Todd BarberTodd Barber, Cassini Lead Propulsion Engineer

Greetings again from Cassini engineering, as we are literally a day away from our date with destiny and a super-close Enceladus flyby. Another engineering event, critical for the health and safety of the spacecraft, has gone off without a hitch. Earlier this morning, around 4 am Pacific Daylight Time (PDT), we closed (or deployed, in our nomenclature) the main-engine cover. As we planned to head in closer to Saturn and Enceladus, we recognized the potential for a slight dust hazard, not uncommon during our multi-year orbital tour of the ringed planet. Even with minute dust grains, our delicate main-engine columbium coating could be damaged with hypervelocity impacts, so occasionally we have to deploy our “baby-carriage” cover to protect our twin main engines.

Our thermal control and devices team reports to me yet another successful deployment of the main-engine cover, an event that has taken place roughly three dozen times since launch over ten years ago. I can usually tell when this happens as a propulsion engineer because the closing of the cover helps to warm up the area around the engines, causing the temperature readings I monitor to increase. After the dust hazard is behind us, we’ll again open (or stow) the main-engine cover, although this will occur around 7 pm PDT on Wednesday. In other words, this event will occur after the thrilling E3 flyby, an important engineering event to be sure, but likely one that will be buried in the excitement of the prospect of new Enceladus science results mere hours away. 

8 thoughts on “Main Engine Cover Successfully Closed”

  1. Looking forward to tomorrows images. Maybe some surprises in the analysis of the materials picked up.

  2. Cassini Getting Cozy with Enceladus, eh?

    Looking forward to the photos and data. We love you NASA!

    Oh to be born 100 years from now…where we could Actually be there…

  3. This blog is great for all of us “NASA Engineer wanabees”. Thanks for making me feel like an insider.

  4. Should you run into trouble during the fly by, how long before you find out and make changes in, say, the flight path to avoid the problem. I would think the time/distance would be too great to effect a “hard right” turn…
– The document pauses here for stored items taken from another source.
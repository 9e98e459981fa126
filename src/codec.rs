use crate::FRAME_SIZE;

/// A run of bits inside a single frame byte, described by the byte index, the
/// position of its least significant bit and its width.
#[derive(Debug, Clone, Copy, PartialEq, Eq)]
pub struct Field {
    pub index: usize,
    pub shift: u8,
    pub width: u8,
}

impl Field {
    /// A field covering a whole byte
    pub const fn byte(index: usize) -> Self {
        Self {
            index,
            shift: 0,
            width: 8,
        }
    }

    pub const fn bits(index: usize, shift: u8, width: u8) -> Self {
        Self {
            index,
            shift,
            width,
        }
    }

    /// Mask of the field before shifting it into place
    pub const fn mask(&self) -> u8 {
        ((1u16 << self.width) - 1) as u8
    }

    pub fn read(&self, frame: &[u8; FRAME_SIZE]) -> u8 {
        (frame[self.index] >> self.shift) & self.mask()
    }

    pub fn write(&self, frame: &mut [u8; FRAME_SIZE], value: u8) {
        let mask = self.mask() << self.shift;

        frame[self.index] = (frame[self.index] & !mask) | ((value & self.mask()) << self.shift);
    }

    pub fn read_flag(&self, frame: &[u8; FRAME_SIZE]) -> bool {
        self.read(frame) != 0
    }

    pub fn write_flag(&self, frame: &mut [u8; FRAME_SIZE], value: bool) {
        self.write(frame, value as u8)
    }
}

/* CAN message header (byte 0) */

pub const MESSAGE_PRESENT: Field = Field::bits(0, 7, 1);
pub const EXTENDED_ID: Field = Field::bits(0, 5, 1);
pub const REMOTE_REQUEST: Field = Field::bits(0, 4, 1);
pub const DATA_LENGTH: Field = Field::bits(0, 0, 4);

/* Identifier, most significant field first (mirrors SIDH/SIDL/EID8/EID0) */

pub const STANDARD_ID_FIELDS: [Field; 2] = [Field::byte(1), Field::bits(2, 5, 3)];

pub const EXTENDED_ID_FIELDS: [Field; 5] = [
    Field::byte(1),
    Field::bits(2, 5, 3),
    Field::bits(2, 0, 2),
    Field::byte(3),
    Field::byte(4),
];

/* Message data */

pub const DATA_OFFSET: usize = 5;
pub const MAX_DATA_LENGTH: usize = 8;

/// End (exclusive) of the region reserved for CAN messages
pub const MESSAGE_AREA_END: usize = 52;

/* USB trailer */

pub const MESSAGE_COUNT: Field = Field::byte(52);
pub const CONTROL_MODE: Field = Field::byte(58);
pub const SPI_OPCODE: Field = Field::byte(60);
pub const SPI_REGISTER: Field = Field::byte(61);
pub const SPI_DATA: Field = Field::byte(62);

/// Total number of bits covered by a field list
pub const fn width_of(fields: &[Field]) -> u32 {
    let mut width = 0;
    let mut i = 0;

    while i < fields.len() {
        width += fields[i].width as u32;
        i += 1;
    }

    width
}

/// Scatters `value` over `fields`, consuming its bits from the most
/// significant end. Bits above the combined width are dropped, so callers
/// validate the range beforehand.
pub fn pack_bits(frame: &mut [u8; FRAME_SIZE], fields: &[Field], value: u32) {
    let mut remaining = width_of(fields);

    for field in fields {
        remaining -= field.width as u32;
        field.write(frame, (value >> remaining) as u8);
    }
}

/// Gathers the bits of `fields` back into a single value, first field being
/// the most significant.
pub fn unpack_bits(frame: &[u8; FRAME_SIZE], fields: &[Field]) -> u32 {
    fields.iter().fold(0u32, |value, field| {
        (value << field.width) | field.read(frame) as u32
    })
}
    When did you send commands to have the craft make a closer path to the moon and how is it powered? Does the fuel for the engines have a life time limit?

    Thank you,

    John Maasch

  5. Todd,
    Thanks for taking the time to explain what is happening. You mention the thermal controls. What is the ambient temperature of the electronics on the spacecraft? When the cover is deployed, does it raise the temperature just a few degrees or does the radiant barrier create a larger thermal cycle? Is there another “burn” scheduled for immediately after the flyby? I would have thought that the flyby data would have been downloaded prior to potentially disrupting the stability of the spacecraft (by stowing the cover again). Please take good care of Cassini. Thank you again for your efforts. I am sure there are many more exciting discoveries to come.

  6. It is just screeming to be said how happy the science and astronomical communities are about your fly through idea. In many ways your Cassini mission is as by-the-book as it can get however; your daring science manuevers are writing new chapters in the art of pacecraft navigation combined with ability and guts.

    We all extend you the sincerest “yooraw”

  7. Fingers crossed for Cassini.

    Thanks for rolling the dice on an exciting encounter like this!